Loosely translated to pseudo C++, this will be:

void foo()
{
static bool x_set = false;
static int x;
if(!x_set)
{
x_set = true;
x = calcSomething();
}
}

As you can see, there's no interlocking code here. This essentially means that the function will be anything but thread safe. One thread may reach, but not execute, x_set = true, only to be swapped out in favor of another thread that does the same. The result would be that calcSomething is executed two or more times—which is likely to be a bad thing.

That's it for the recap. Now, if you'd like to fix this problem, what comes to mind? Interlocking, obviously. One very simple way to do this interlocking is to use the InterlockedIncrement function, which is guaranteed to be a synchronized operation, such as this:

void foo()
{
volatile static long initialized = 0;
static int x;

if(InterlockedIncrement(&initialized) == 1)
{
x = calcSomething();
}
initialized = 1;

// ... Do whatever with x
}

The interlocked increment will assure that no two threads or calls will have the same value of 1 returned. This, of course, means that as long as initialized is never reset to 0, calcSomething will be called only once. And, that's what we wanted, right?

And here's the disassembly:

push offset initialized
call dword ptr [__imp__InterlockedIncrement@4]
cmp eax,1
jne foo+1Ah
call calcSomething
mov dword ptr [x],eax
mov dword ptr [initialized],1

First, the return value of InterlockedIncrement is compared to 1. If it's equal, which means that this was the first run, calcSomething will be called, and x will be initialized to its return value. The assignment of 1 to initialized at the end is there to assure that you are never to overflow the size of the long. If you don't expect the function to be called more than 2147483648 times, feel free to drop this.

This shown approach also can be used if you want to have a local critical section function. Instead of the static int x, you could have a static CRITICAL_SECTION variable. Swap x = calculateSomething with InitializeCriticalSection(&cs), and you'd be home free.

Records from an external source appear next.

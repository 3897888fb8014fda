//! Operator and value ranks.
//!
//! Ranks live on a half-step ladder: scalar (0), row (0.5), column (1) and
//! table (1.5). They are stored as an enum so an out-of-ladder rank can never
//! be constructed; arithmetic on ranks is done in half steps.

use std::fmt;

/// Structural depth of a value or of an operator's input/output.
#[derive(Copy, Clone, Eq, PartialEq, Ord, PartialOrd, Hash, Debug)]
#[cfg_attr(feature = "serde", derive(serde::Serialize, serde::Deserialize))]
pub enum Rank {
    /// A single string or number (rank 0).
    Scalar,
    /// One dict / table row (rank 0.5).
    Row,
    /// A list / table column (rank 1).
    Column,
    /// A whole table (rank 1.5).
    Table,
}

/// Error for a numeric rank outside `{0, 0.5, 1, 1.5}`.
#[derive(Clone, Debug, PartialEq, thiserror::Error)]
#[error("unsupported rank {0}; expected one of 0, 0.5, 1, 1.5")]
pub struct InvalidRank(pub f64);

impl Rank {
    /// All ranks, lowest first.
    pub const ALL: [Rank; 4] = [Rank::Scalar, Rank::Row, Rank::Column, Rank::Table];

    /// Position on the ladder in half steps (scalar = 0, table = 3).
    #[inline]
    pub const fn half_steps(self) -> u8 {
        match self {
            Rank::Scalar => 0,
            Rank::Row => 1,
            Rank::Column => 2,
            Rank::Table => 3,
        }
    }

    /// Inverse of [`Rank::half_steps`]; `None` above the table rank.
    #[inline]
    pub const fn from_half_steps(steps: u8) -> Option<Rank> {
        match steps {
            0 => Some(Rank::Scalar),
            1 => Some(Rank::Row),
            2 => Some(Rank::Column),
            3 => Some(Rank::Table),
            _ => None,
        }
    }

    /// The rank as the number script authors write (`0`, `0.5`, `1`, `1.5`).
    pub fn as_f64(self) -> f64 {
        f64::from(self.half_steps()) / 2.0
    }

    /// Rank of a broadcast result.
    ///
    /// An operator `(rank_in → rank_out)` applied to an argument of rank
    /// `arg` (with `arg >= rank_in`) yields `rank_out + (arg - rank_in)`.
    /// Returns `None` when that lands above the table rank, or when `arg`
    /// is below `rank_in`.
    pub fn broadcast(rank_in: Rank, rank_out: Rank, arg: Rank) -> Option<Rank> {
        let lift = arg.half_steps().checked_sub(rank_in.half_steps())?;
        Rank::from_half_steps(rank_out.half_steps().checked_add(lift)?)
    }
}

impl TryFrom<f64> for Rank {
    type Error = InvalidRank;

    fn try_from(value: f64) -> Result<Self, Self::Error> {
        Rank::ALL
            .into_iter()
            .find(|rank| rank.as_f64() == value)
            .ok_or(InvalidRank(value))
    }
}

impl fmt::Display for Rank {
    fn fmt(&self, f: &mut fmt::Formatter<'_>) -> fmt::Result {
        match self {
            Rank::Scalar => write!(f, "0"),
            Rank::Row => write!(f, "0.5"),
            Rank::Column => write!(f, "1"),
            Rank::Table => write!(f, "1.5"),
        }
    }
}

#[cfg(test)]
mod tests {
    use super::*;

    #[test]
    fn ladder_round_trips_through_half_steps() {
        for rank in Rank::ALL {
            assert_eq!(Rank::from_half_steps(rank.half_steps()), Some(rank));
        }
        assert_eq!(Rank::from_half_steps(4), None);
    }

    #[test]
    fn numeric_ranks() {
        assert_eq!(Rank::try_from(0.5), Ok(Rank::Row));
        assert_eq!(Rank::try_from(1.5), Ok(Rank::Table));
        assert_eq!(Rank::try_from(2.0), Err(InvalidRank(2.0)));
        assert_eq!(Rank::Column.to_string(), "1");
    }

    #[test]
    fn broadcast_rank_law() {
        // join: 1 -> 0 over a table lands on a row (dict)
        assert_eq!(
            Rank::broadcast(Rank::Column, Rank::Scalar, Rank::Table),
            Some(Rank::Row)
        );
        // row op 0.5 -> 0.5 over a table stays a table
        assert_eq!(
            Rank::broadcast(Rank::Row, Rank::Row, Rank::Table),
            Some(Rank::Table)
        );
        // 0 -> 1 over a table would need rank 2.5
        assert_eq!(Rank::broadcast(Rank::Scalar, Rank::Column, Rank::Table), None);
        // argument below rank_in
        assert_eq!(Rank::broadcast(Rank::Column, Rank::Scalar, Rank::Row), None);
    }
}
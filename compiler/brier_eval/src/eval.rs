//! Expression evaluator.
//!
//! Runs one line's expression once its dependencies are resolved. `$N`
//! reads from the resolved environment; operator applications go through
//! the dispatcher, the row/table processor, or the chain compiler.

use brier_ir::{Expr, LineAst, LineIndex, OpExpr, OperandExpr, Pipeline, Scalar, Segment, SegmentMode, Stage, Value};
use brier_ops::{apply_with, row_map, whole_table, BoundStage, Chain, EvalError, EvalResult, Operand, Operator};
use smallvec::SmallVec;

use crate::script::Script;

/// Values of a line's dependencies, in first-occurrence order.
pub(crate) type Env = SmallVec<[(LineIndex, Value); 4]>;

pub(crate) struct Evaluator<'a> {
    script: &'a Script,
    env: &'a [(LineIndex, Value)],
}

impl<'a> Evaluator<'a> {
    pub(crate) fn new(script: &'a Script, env: &'a [(LineIndex, Value)]) -> Self {
        Evaluator { script, env }
    }

    pub(crate) fn eval(&self, expr: &Expr) -> EvalResult {
        match expr {
            Expr::Literal(value) => Ok(value.clone()),
            Expr::LineRef(line) => self.lookup(*line),
            Expr::Pipeline(pipeline) => self.eval_pipeline(pipeline),
            Expr::Lines(None) => Ok(Value::list(
                self.script.sources().into_iter().map(Scalar::from).collect(),
            )),
            Expr::Lines(Some(line)) => self
                .script
                .source(*line)
                .map(Value::from)
                .ok_or(EvalError::UndefinedLineReference { line: line.get() }),
            Expr::LinesObj(line) => self.script.lines_obj(*line).map(|ast| lines_obj_value(&ast)),
            Expr::Edit { target, text } => {
                self.script.edit(*target, text.as_str())?;
                Ok(Value::str(text))
            }
        }
    }

    fn lookup(&self, line: LineIndex) -> EvalResult {
        self.env
            .iter()
            .find(|(dep, _)| *dep == line)
            .map(|(_, value)| value.clone())
            .ok_or(EvalError::UndefinedLineReference { line: line.get() })
    }

    fn eval_pipeline(&self, pipeline: &Pipeline) -> EvalResult {
        let Some(input) = &pipeline.input else {
            let op = pipeline
                .segments
                .first()
                .map(|segment| stage_name(&segment.stage))
                .unwrap_or_default();
            return Err(EvalError::MissingArgument { op });
        };
        let mut value = self.eval(input)?;
        for segment in &pipeline.segments {
            value = self.apply_segment(segment, &value)?;
        }
        Ok(value)
    }

    fn apply_segment(&self, segment: &Segment, arg: &Value) -> EvalResult {
        let stage = &segment.stage;
        let op = self.stage_operator(stage)?;
        let operand = self.operand(stage.operand.as_ref())?;
        let run = || match segment.mode {
            SegmentMode::Broadcast => apply_with(&op, arg, operand.as_ref(), stage.parallel),
            SegmentMode::RowMap => row_map(&op, arg, operand.as_ref(), stage.parallel),
            SegmentMode::WholeTable => whole_table(&op, arg, operand.as_ref()),
        };
        if uses_pool(stage) {
            self.script.pool.install(run)
        } else {
            run()
        }
    }

    /// The stage's operator, checked against the name its operand was given under.
    fn stage_operator(&self, stage: &Stage) -> Result<Operator, EvalError> {
        let op = self.operator(&stage.op)?;
        if let Some(name) = &stage.operand_name {
            op.check_operand_name(name)?;
        }
        Ok(op)
    }

    fn operator(&self, op: &OpExpr) -> Result<Operator, EvalError> {
        match op {
            OpExpr::Named(name) => self.script.registry.lookup(name).map(Operator::Named),
            OpExpr::Chain(stages) => Chain::compile_operator(self.bind(stages)?),
        }
    }

    fn operand(&self, operand: Option<&OperandExpr>) -> Result<Option<Operand>, EvalError> {
        match operand {
            None => Ok(None),
            Some(OperandExpr::Value(expr)) => self.eval(expr).map(|value| Some(Operand::Value(value))),
            Some(OperandExpr::Operator(stages)) => {
                Chain::compile_operator(self.bind(stages)?).map(|op| Some(Operand::Operator(op)))
            }
        }
    }

    fn bind(&self, stages: &[Stage]) -> Result<Vec<BoundStage>, EvalError> {
        stages
            .iter()
            .map(|stage| {
                let op = self.stage_operator(stage)?;
                let operand = self.operand(stage.operand.as_ref())?;
                Ok(BoundStage::new(op, operand).parallel(stage.parallel))
            })
            .collect()
    }
}

/// Whether any part of a stage asks for the worker pool.
fn uses_pool(stage: &Stage) -> bool {
    stage.parallel
        || matches!(&stage.op, OpExpr::Chain(stages) if stages.iter().any(uses_pool))
        || matches!(&stage.operand, Some(OperandExpr::Operator(stages)) if stages.iter().any(uses_pool))
}

fn stage_name(stage: &Stage) -> String {
    match &stage.op {
        OpExpr::Named(name) => name.clone(),
        OpExpr::Chain(_) => stage.to_string(),
    }
}

/// `!linesobj`: a line's parsed form as a dict.
fn lines_obj_value(ast: &LineAst) -> Value {
    let deps = ast
        .deps()
        .iter()
        .map(|dep| format!("${dep}"))
        .collect::<Vec<_>>()
        .join(" ");
    Value::dict_from([
        ("line", Scalar::Int(i64::try_from(ast.index.get()).unwrap_or(i64::MAX))),
        ("parallel", Scalar::Int(i64::from(ast.parallel))),
        ("deps", Scalar::from(deps)),
        ("expr", Scalar::from(ast.expr.to_string())),
    ])
}
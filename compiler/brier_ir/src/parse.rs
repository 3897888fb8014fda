//! Boundary between the script graph and whatever turns text into ASTs.

use std::fmt;

use crate::ast::{LineAst, LineIndex};

/// Byte range within one line's source.
#[derive(Copy, Clone, Eq, PartialEq, Hash, Debug, Default)]
pub struct Span {
    pub start: u32,
    pub end: u32,
}

impl Span {
    pub fn new(start: u32, end: u32) -> Self {
        debug_assert!(start <= end);
        Span { start, end }
    }

    /// Build from a `logos`-style `Range<usize>`, saturating at `u32::MAX`.
    pub fn from_range(range: std::ops::Range<usize>) -> Self {
        let clamp = |n: usize| u32::try_from(n).unwrap_or(u32::MAX);
        Span::new(clamp(range.start), clamp(range.end))
    }
}

impl fmt::Display for Span {
    fn fmt(&self, f: &mut fmt::Formatter<'_>) -> fmt::Result {
        write!(f, "{}..{}", self.start, self.end)
    }
}

/// A line the parser rejected.
#[derive(Clone, Debug, PartialEq, Eq, thiserror::Error)]
#[error("{message} at {span}")]
pub struct ParseError {
    pub span: Span,
    pub message: String,
}

impl ParseError {
    pub fn new(span: Span, message: impl Into<String>) -> Self {
        ParseError {
            span,
            message: message.into(),
        }
    }
}

/// Turns one line of source text into an AST.
///
/// The script graph only ever talks to this trait; it is shared between
/// worker threads, so implementations must be `Send + Sync`.
pub trait LineParser: Send + Sync {
    fn parse_line(&self, index: LineIndex, source: &str) -> Result<LineAst, ParseError>;
}

impl<F> LineParser for F
where
    F: Fn(LineIndex, &str) -> Result<LineAst, ParseError> + Send + Sync,
{
    fn parse_line(&self, index: LineIndex, source: &str) -> Result<LineAst, ParseError> {
        self(index, source)
    }
}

As a final exploration; why does InterlockedIncrement work the way it does? It's all very simple. Consider the following disassembly:

mov ecx,dword ptr [esp+4]
mov eax,1
lock xadd dword ptr [ecx],eax
inc eax
ret 4

The interesting part here is the xadd lock. The xadd operation exchanges the content of the destination (whatever ecx points to) with that of the source (eax), and then adds the two together and places the result in the destination.

When this function is run in the example above, ecx will point to the static variable called initialized. When the function is first run, initialized will be 0. When the xadd is executed, the 0 ecx points to, and the 1 in eax will change place. They will be added, which yields 1, and put back where ecx points. At this point, eax will be 0. Finally, eax will be incremented, and the function returns. If you look back at the previous disassembly, namely cmp eax, 1, you will see that this evaluates to true for the first run—and so calcSomething will be called. For the second InterlockedIncrement, ecx will point to 1. When this is added with the 1 in eax, ecx will point to 2, which is also what's returned.

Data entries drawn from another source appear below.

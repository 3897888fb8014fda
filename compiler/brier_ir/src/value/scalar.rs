//! Scalar values: strings and numbers.

use std::cmp::Ordering;
use std::fmt;
use std::sync::Arc;

/// A single string or number.
///
/// Integers and floats are both the "number" kind; they are kept apart so
/// that integer arithmetic stays exact.
#[derive(Clone, Debug, PartialEq)]
#[cfg_attr(feature = "serde", derive(serde::Serialize, serde::Deserialize))]
#[cfg_attr(feature = "serde", serde(untagged))]
pub enum Scalar {
    Int(i64),
    Float(f64),
    Str(Arc<str>),
}

impl Scalar {
    /// Create a string scalar.
    pub fn str(s: impl AsRef<str>) -> Self {
        Scalar::Str(Arc::from(s.as_ref()))
    }

    /// Name of the scalar's kind, for error messages.
    pub fn kind_name(&self) -> &'static str {
        match self {
            Scalar::Int(_) | Scalar::Float(_) => "number",
            Scalar::Str(_) => "string",
        }
    }

    /// Whether this scalar is a number.
    pub fn is_number(&self) -> bool {
        matches!(self, Scalar::Int(_) | Scalar::Float(_))
    }

    /// The numeric value as a float, if this is a number.
    #[expect(
        clippy::cast_precision_loss,
        reason = "scalar floats are f64; large integers lose precision like any mixed arithmetic"
    )]
    pub fn as_f64(&self) -> Option<f64> {
        match self {
            Scalar::Int(n) => Some(*n as f64),
            Scalar::Float(x) => Some(*x),
            Scalar::Str(_) => None,
        }
    }

    /// The string contents, if this is a string.
    pub fn as_str(&self) -> Option<&str> {
        match self {
            Scalar::Str(s) => Some(s),
            _ => None,
        }
    }

    /// Total order used for sorting: numbers before strings, numbers by
    /// value, strings lexicographically.
    pub fn total_cmp(&self, other: &Scalar) -> Ordering {
        match (self, other) {
            (Scalar::Str(a), Scalar::Str(b)) => a.cmp(b),
            (Scalar::Str(_), _) => Ordering::Greater,
            (_, Scalar::Str(_)) => Ordering::Less,
            (Scalar::Int(a), Scalar::Int(b)) => a.cmp(b),
            (a, b) => {
                let (Some(a), Some(b)) = (a.as_f64(), b.as_f64()) else {
                    return Ordering::Equal;
                };
                a.total_cmp(&b)
            }
        }
    }
}

impl fmt::Display for Scalar {
    fn fmt(&self, f: &mut fmt::Formatter<'_>) -> fmt::Result {
        match self {
            Scalar::Int(n) => write!(f, "{n}"),
            // `{:?}` keeps the fractional part of whole floats (`2.0`, not `2`)
            Scalar::Float(x) => write!(f, "{x:?}"),
            Scalar::Str(s) => write!(f, "{s}"),
        }
    }
}

impl From<i64> for Scalar {
    fn from(n: i64) -> Self {
        Scalar::Int(n)
    }
}

impl From<f64> for Scalar {
    fn from(x: f64) -> Self {
        Scalar::Float(x)
    }
}

impl From<&str> for Scalar {
    fn from(s: &str) -> Self {
        Scalar::str(s)
    }
}

impl From<String> for Scalar {
    fn from(s: String) -> Self {
        Scalar::Str(Arc::from(s))
    }
}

In a single processor or core environment, the xadd alone would be enough to do a "synchronized" increment. Only one instruction is needed to increment what ecx points to, as well as make a snapshot. If one thread manages to execute the xadd, then be swapped out, and another thread also does the xadd, the value ecx points to will be incremented twice, the first thread will have a 1 in its eax (after the inc), and the second thread will have a 2. Under no circumstances can the two threads end up with the same value in eax, and that's what you want to make sure that calcSomething is called only once.

In a multi-processor environment, you need the lock prefix to the xadd above. This statement makes the memory access synchronized as well. Without the lock, two processors, or cores, may very well execute the xadd at the exact same time, which could possibly lead to two threads with the same eax. With the lock in place, the two+ processors or cores may not access the memory at the same time. Only one thread will be allowed to preform the xadd instruction for the given piece of destination memory (such as the initialized variable), at any one time. Thus, you are assured that eax will have unique values for each call to InterlockedIncrement. And again, that's what you want.